Atualmente, os casos denunciados, em geral pelo Disque 100, são encaminhados aos CREAS (Centro de Referência Especializado em Assistência Social), a quem cabe atender desde crianças até idosos vítimas de maus tratos e abusos. “Impossível ter especialização para dar conta de tal abrangência”, constata o gerente da Childhood, ONG fundada pela rainha Sílvia, da Suécia, e uma das entidades mais atuantes no combate aos abusos sexuais contra a infância no País.
Do CREAS, a criança ou adolescente segue uma via crucis que pode incluir delegacia de polícia, posto de saúde ou outros locais, dependendo da estrutura de cada município ou estado. “Aí a criança chega ao CREA e tem de responder se o adulto agressor levantou ou não a sua saia. Vai ao posto de saúde, onde perguntam se houve ou não orgasmo. E na delegacia alguém vai perguntar que tipo de roupa ela estava vestindo. Isso é necessário? Precisamos de um acordo aí”, raciocina o representante da Childhood.
Alguns passos já estão sendo dados nessa direção. Um grupo de trabalho, proposto ao governo federal, no âmbito da Secretaria de Direitos Humanos, está elaborando esse protocolo. “Vamos ter um passo a passo para esse momento tão importante da escuta da vítima”, crê Gonçalves.
Papel dos sindicatos
Parte importante dos abusos e da exploração (esta última caracteriza-se pelo sexo em troca de dinheiro ou objetos) ocorre nas estradas e no entorno de grandes ou pequenas obras de construção civil. Aí está um dos pontos em que os sindicatos podem atuar, fazendo campanhas de conscientização com seus representados.
Para isso, será necessário apropriar-se dos procedimentos necessários para atendimento e prevenção, o que pode ser obtido na Secretaria de Direitos Humanos ou em entidades especializadas como a Childhood.

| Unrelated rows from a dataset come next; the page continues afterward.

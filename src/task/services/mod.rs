//! Application services for task planning.

mod error;
mod planner;

pub use error::{InvalidInputError, TaskServiceError, TaskServiceResult};
pub use planner::TaskPlannerService;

Experiência sindical como essa ocorreu durante a Copa do Mundo de Futebol 2014, quando os sindicatos de hoteleiros e trabalhadores de restaurantes envolveram-se numa grande campanha de conscientização e combate ao abuso e exploração sexual. Pela CUT, quem coordenou a campanha foi a Contracs (Confederação Nacional dos Trabalhadores em Comércio e Serviços).
Itamar Gonçalves, da Childhood
Debates como os que ocorrem segunda e terça-feira em Brasília, durante o “Seminário Nacional sobre Atendimento a Crianças e Adolescentes em Situação de Violência Sexual”, cujo objetivo é justamente avançar rumo à elaboração de um protocolo único e à centralização do atendimento (veja programação aqui).
Agressores livres
Outra má consequência da descentralização do atendimento é a baixíssima taxa de responsabilização dos agressores. Somente entre 4% e 5% dos criminosos denunciados são presos, em parte por causa do comprometimento das famílias, que acabam abafando os casos.
Mas há esperança. Está em curso no Brasil uma experiência-piloto de salas judiciais exclusivas para esses casos, em que as crianças e adolescentes podem narrar sua experiência sem ter de encarar estranhos e muito menos na presença do agressor, como ocorre nos julgamentos tradicionais. Já são 100 salas especiais no Brasil.
“Aqui os casos de responsabilização sobem para taxas entre 60% a 70% dos casos denunciados”, comemora Gonçalves.
Estatísticas
Em 2014, foram 25,6 mil denúncias ao Disque 100. 65% referiam-se a abusos cometidos por familiares ou conhecidos, sendo que, destas, 72% ocorreram na casa da vítima ou na casa do suspeito.
Nesta segunda, a Secretaria de Direitos Humanos divulgou que no primeiro trimestre de 2015 o Disque 100 recebeu 21 mil denúncias de abusos, o que pode significar maior engajamento da sociedade.
“A maior arma ainda é a informação. Os pais devem, sim, quando a criança tiver a partir de quatro anos, explicar para seus filhos a diferença entre carinho ou agressão travestida de carinho, e dizer a elas que adultos não têm o direito de tocar suas partes íntimas”, completa Gonçalves.